In the correction of the deformities described here, the ILIZAROV method is generally used.

Gavril Ilizarov (1921–1992) was a Soviet physician and surgeon who succeeded in lengthening bones with the help of an external ring fixator. His procedure, at first sight, appears as ingenious as simple. The bone is cut in a suitable place, and thus an "artificial fracture" is created. The two pieces of bone are fixed to a device, and the gap at the site of the fracture is continuously widened. This pulling apart of the two bone pieces happens at the speed at which new bone is formed—the bone grows.

To this day, the basic idea has not changed much. However, the Ilizarov techniques and external fixator ("Ili" for short) have been continuously developed further.

One of the most modern fixators is the "Taylor Spatial Frame" made by the American manufacturer Smith & Nephew.

The possibilities of this fixator go far beyond bone lengthening. It allows for computer-calculated, three-dimensional axial corrections, meaning bending and rotating of a bone.

An overview of the possibilities offered by this device can be found here.

Correction using the Ilizarov method is divided into four phases:

1. Consultation and assessment

The patient comes to the hospital for a very detailed consultation. Radiographs are made and therapy, individual chances of success and possible alternatives are discussed. The team of physicians creates a treatment plan and determines the surgical techniques to be used, as well as the exact configuration and size of the fixator.

2. Surgical mounting of the fixator

After the fixator has been "tried on" once more, it is surgically mounted. The bone/s is/are cut (osteotomy), and the fixator is connected to the bones with wires and screws. The patient remains in the hospital for approximately 10 days for postoperative care and monitoring.
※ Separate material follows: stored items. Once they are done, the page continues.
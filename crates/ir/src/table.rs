// Copyright (c) 2025 woxQAQ
//
// Licensed under the MIT License or Apache License 2.0
// See LICENSE files for details

//! # Table References
//!
//! Data sources that can appear in a FROM clause:
//!
//! - [`SchemaTable`]: a named table, optionally schema-qualified and
//!   optionally wrapped in a table-valued function
//! - [`QueryTable`]: a derived table (sub-query with an alias)
//! - [`RemoteTable`]: rows fetched from a remote endpoint
//!
//! A [`FromTable`] pairs one base table with an ordered list of
//! [`JoinClause`]s.
//!
//! ```sql
//! FROM `Student` `s` LEFT JOIN `Class` `c` ON (`s`.`class_id` = `c`.`id`)
//! ```
//!
//! During validation every table registers its alias (or its table name when
//! it has none) in the current [`Scope`]; two tables with the same name in
//! one FROM clause are rejected.

use std::collections::BTreeSet;
use std::fmt;

use serde::{Deserialize, Serialize};
use serde_json::{Map, Value};

use crate::ddl::ColumnDef;
use crate::error::{IrError, IrResult};
use crate::expr::{Expr, GroupExpr};
use crate::json::{JsonReader, JsonWriter};
use crate::node::{Node, SqlNode};
use crate::query::Query;
use crate::registry::NodeRegistry;
use crate::render::{Ident, Qualified};
use crate::scope::Scope;

/// Key under which table aliases are serialized
const ALIAS: &str = "$as";

/// Name a table is locked and tracked under
pub(crate) fn qualified_name(schema: Option<&str>, name: &str) -> String {
    match schema {
        Some(schema) => format!("{}.{}", schema, name),
        None => name.to_string(),
    }
}

fn require_alias(node: &'static str, alias: &str) -> IrResult<()> {
    if alias.is_empty() {
        return Err(IrError::MissingAlias(node));
    }
    Ok(())
}

/// `` [function(]`schema`.`table`[)] [`alias`] ``
#[derive(Debug, Clone, PartialEq, Eq)]
pub struct SchemaTable {
    pub schema: Option<String>,
    pub table: String,
    pub function: Option<String>,
    pub alias: Option<String>,
}

impl SchemaTable {
    pub const CLASSNAME: &'static str = "SchemaTable";

    pub fn new(table: impl Into<String>) -> Self {
        Self {
            schema: None,
            table: table.into(),
            function: None,
            alias: None,
        }
    }

    pub fn with_schema(mut self, schema: impl Into<String>) -> Self {
        self.schema = Some(schema.into());
        self
    }

    pub fn with_alias(mut self, alias: impl Into<String>) -> Self {
        self.alias = Some(alias.into());
        self
    }

    /// Wrap the table in a table-valued function; such a table needs an alias
    pub fn with_function(mut self, function: impl Into<String>, alias: impl Into<String>) -> Self {
        self.function = Some(function.into());
        self.alias = Some(alias.into());
        self
    }
}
3. Correction and lengthening

While still in the hospital, physiotherapy is usually already started two days after the surgical mounting of the fixator. The patient is instructed in the care and handling of the fixator, and about 3–5 days after surgical mounting, axis correction and lengthening is started. The outer connecting rods (struts) of the fixator are "turned" once or several times per day, in accordance with an individually determined schedule; the desired correction is thus achieved by lengthening/shortening the connecting rods. In case of lengthening, the bone can "grow" up to 1 mm per day using this method.
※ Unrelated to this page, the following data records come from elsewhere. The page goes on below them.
impl Update {
    pub const CLASSNAME: &'static str = "Update";

    pub fn builder(name: impl Into<String>) -> UpdateBuilder {
        UpdateBuilder {
            update: Update {
                name: name.into(),
                ..Default::default()
            },
        }
    }

    pub fn table_name(&self) -> String {
        qualified_name(self.schema.as_deref(), &self.name)
    }

    fn validate_scope(&self) -> IrResult<()> {
        let scope = target_scope(&self.name)?;
        for (_, value) in &self.set {
            value.validate(&scope)?;
        }
        match &self.where_clause {
            Some(condition) => condition.validate(&scope),
            None => Ok(()),
        }
    }
}

impl SqlNode for Update {
    fn classname(&self) -> &'static str {
        Self::CLASSNAME
    }

    fn check(&self) -> IrResult<()> {
        require_name(Self::CLASSNAME, &self.name)?;
        if self.set.is_empty() {
            return Err(IrError::Incomplete {
                node: Self::CLASSNAME,
                message: "at least one assignment is required".to_string(),
            });
        }
        for (column, value) in &self.set {
            if column.is_empty() {
                return Err(IrError::MissingField {
                    node: Self::CLASSNAME,
                    field: "column",
                });
            }
            value.check_slot(Self::CLASSNAME, "SET")?;
        }
        match &self.where_clause {
            Some(condition) => condition.check_slot(Self::CLASSNAME, "WHERE"),
            None => Ok(()),
        }
    }

    fn json_value(&self) -> Value {
        let set = self
            .set
            .iter()
            .map(|(column, value)| json!({ "column": column, "value": value.json_value() }))
            .collect();
        JsonWriter::new(Self::CLASSNAME)
            .opt("schema", self.schema.clone())
            .set("name", self.name.clone())
            .list("set", set)
            .opt("where", self.where_clause.as_ref().map(SqlNode::json_value))
            .finish()
    }
}

impl fmt::Display for Update {
    fn fmt(&self, f: &mut fmt::Formatter<'_>) -> fmt::Result {
        write!(
            f,
            "UPDATE {} SET ",
            Qualified(self.schema.as_deref(), &self.name)
        )?;
        for (i, (column, value)) in self.set.iter().enumerate() {
            if i > 0 {
                write!(f, ", ")?;
            }
            write!(f, "{} = {}", Ident(column), value)?;
        }
        if let Some(condition) = &self.where_clause {
            write!(f, " WHERE {}", condition)?;
        }
        Ok(())
    }
}

/// Builder for [`Update`]
#[derive(Debug, Clone)]
pub struct UpdateBuilder {
    update: Update,
}

impl UpdateBuilder {
    pub fn schema(&mut self, schema: impl Into<String>) -> &mut Self {
        self.update.schema = Some(schema.into());
        self
    }

    /// Assign `value` to `column`; a repeated column replaces the earlier value
    pub fn set(&mut self, column: impl Into<String>, value: impl Into<Expr>) -> &mut Self {
        let column = column.into();
        let value = value.into();
        match self.update.set.iter_mut().find(|(c, _)| *c == column) {
            Some((_, existing)) => *existing = value,
            None => self.update.set.push((column, value)),
        }
        self
    }

    pub fn where_clause(&mut self, condition: impl Into<Expr>) -> &mut Self {
        let existing = self.update.where_clause.take();
        self.update.where_clause = Some(GroupExpr::conjoin(existing, condition.into()));
        self
    }

    pub fn build(&self) -> Update {
        self.update.clone()
    }
}

/// `DELETE FROM t [WHERE cond]`
#[derive(Debug, Clone, PartialEq, Default)]
pub struct Delete {
    pub database: Option<String>,
    pub name: String,
    pub where_clause: Option<Expr>,
}

impl Delete {
    pub const CLASSNAME: &'static str = "Delete";

    pub fn builder(name: impl Into<String>) -> DeleteBuilder {
        DeleteBuilder {
            delete: Delete {
                name: name.into(),
                ..Default::default()
            },
        }
    }

    pub fn table_name(&self) -> String {
        qualified_name(self.database.as_deref(), &self.name)
    }

    fn validate_scope(&self) -> IrResult<()> {
        let scope = target_scope(&self.name)?;
        match &self.where_clause {
            Some(condition) => condition.validate(&scope),
            None => Ok(()),
        }
    }
}

impl SqlNode for Delete {
    fn classname(&self) -> &'static str {
        Self::CLASSNAME
    }

    fn check(&self) -> IrResult<()> {
        require_name(Self::CLASSNAME, &self.name)?;
        match &self.where_clause {
            Some(condition) => condition.check_slot(Self::CLASSNAME, "WHERE"),
            None => Ok(()),
        }
    }

    fn json_value(&self) -> Value {
        JsonWriter::new(Self::CLASSNAME)
            .opt("database", self.database.clone())
            .set("name", self.name.clone())
            .opt("where", self.where_clause.as_ref().map(SqlNode::json_value))
            .finish()
    }
}

impl fmt::Display for Delete {
    fn fmt(&self, f: &mut fmt::Formatter<'_>) -> fmt::Result {
        write!(
            f,
            "DELETE FROM {}",
            Qualified(self.database.as_deref(), &self.name)
        )?;
        if let Some(condition) = &self.where_clause {
            write!(f, " WHERE {}", condition)?;
        }
        Ok(())
    }
}

/// Builder for [`Delete`]
#[derive(Debug, Clone)]
pub struct DeleteBuilder {
    delete: Delete,
}

impl DeleteBuilder {
    pub fn database(&mut self, database: impl Into<String>) -> &mut Self {
        self.delete.database = Some(database.into());
        self
    }

    /// Add a condition; repeated calls extend one flat `AND` group
    pub fn where_clause(&mut self, condition: impl Into<Expr>) -> &mut Self {
        let existing = self.delete.where_clause.take();
        self.delete.where_clause = Some(GroupExpr::conjoin(existing, condition.into()));
        self
    }

    pub fn build(&self) -> Delete {
        self.delete.clone()
    }
}

pub(crate) fn revive_insert(map: &Map<String, Value>, registry: &NodeRegistry) -> IrResult<Node> {
    let json = JsonReader::new(Insert::CLASSNAME, map, registry);
    let source = match json.get("query") {
        Some(query) => InsertSource::Query(Box::new(registry.revive_query(query)?)),
        None => InsertSource::Values(
            json.list("values")?
                .iter()
                .map(|row| match row {
                    Value::Array(values) => values
                        .iter()
                        .map(|v| registry.revive_expr(v))
                        .collect::<IrResult<Vec<Expr>>>(),
                    other => Err(IrError::invalid_json(
                        Insert::CLASSNAME,
                        format!("each row must be an array, found {}", other),
                    )),
                })
                .collect::<IrResult<Vec<Vec<Expr>>>>()?,
        ),
    };
    let insert = Insert {
        schema: json.opt_str("schema")?.map(str::to_string),
        name: json.str("name")?.to_string(),
        columns: json.strings("columns")?,
        source,
    };
    insert.check_arity()?;
    Ok(Node::Statement(insert.into()))
}

pub(crate) fn revive_update(map: &Map<String, Value>, registry: &NodeRegistry) -> IrResult<Node> {
    let json = JsonReader::new(Update::CLASSNAME, map, registry);
    let set = json
        .list("set")?
        .iter()
        .map(|assignment| -> IrResult<(String, Expr)> {
            let assignment = assignment.as_object().ok_or_else(|| {
                IrError::invalid_json(Update::CLASSNAME, "each assignment must be an object")
            })?;
            let assignment = JsonReader::new(Update::CLASSNAME, assignment, registry);
            Ok((
                assignment.str("column")?.to_string(),
                assignment.expr_or_unknown("value")?,
            ))
        })
        .collect::<IrResult<Vec<_>>>()?;
    let update = Update {
        schema: json.opt_str("schema")?.map(str::to_string),
        name: json.str("name")?.to_string(),
        set,
        where_clause: json.opt_expr("where")?,
    };
    Ok(Node::Statement(update.into()))
}

pub(crate) fn revive_delete(map: &Map<String, Value>, registry: &NodeRegistry) -> IrResult<Node> {
    let json = JsonReader::new(Delete::CLASSNAME, map, registry);
    let delete = Delete {
        database: json.opt_str("database")?.map(str::to_string),
        name: json.str("name")?.to_string(),
        where_clause: json.opt_expr("where")?,
    };
    Ok(Node::Statement(delete.into()))
}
The patient can take over the daily task of "turning" the struts after discharge from the hospital. Depending on the extent of the required correction, this phase takes about 3 months. Proper progress is documented via regular X-ray examinations.

4. Strengthening

After successful correction, the newly formed bone substance is still very soft and has to harden. This phase takes approximately as long as the correction phase. The struts are no longer "turned" during this time. Once the bone has reached sufficient firmness, the fixator is surgically removed. For stabilization, the patient must wear an orthosis for approximately 1–2 months and must strengthen the bone as well as the muscles with regular physiotherapy.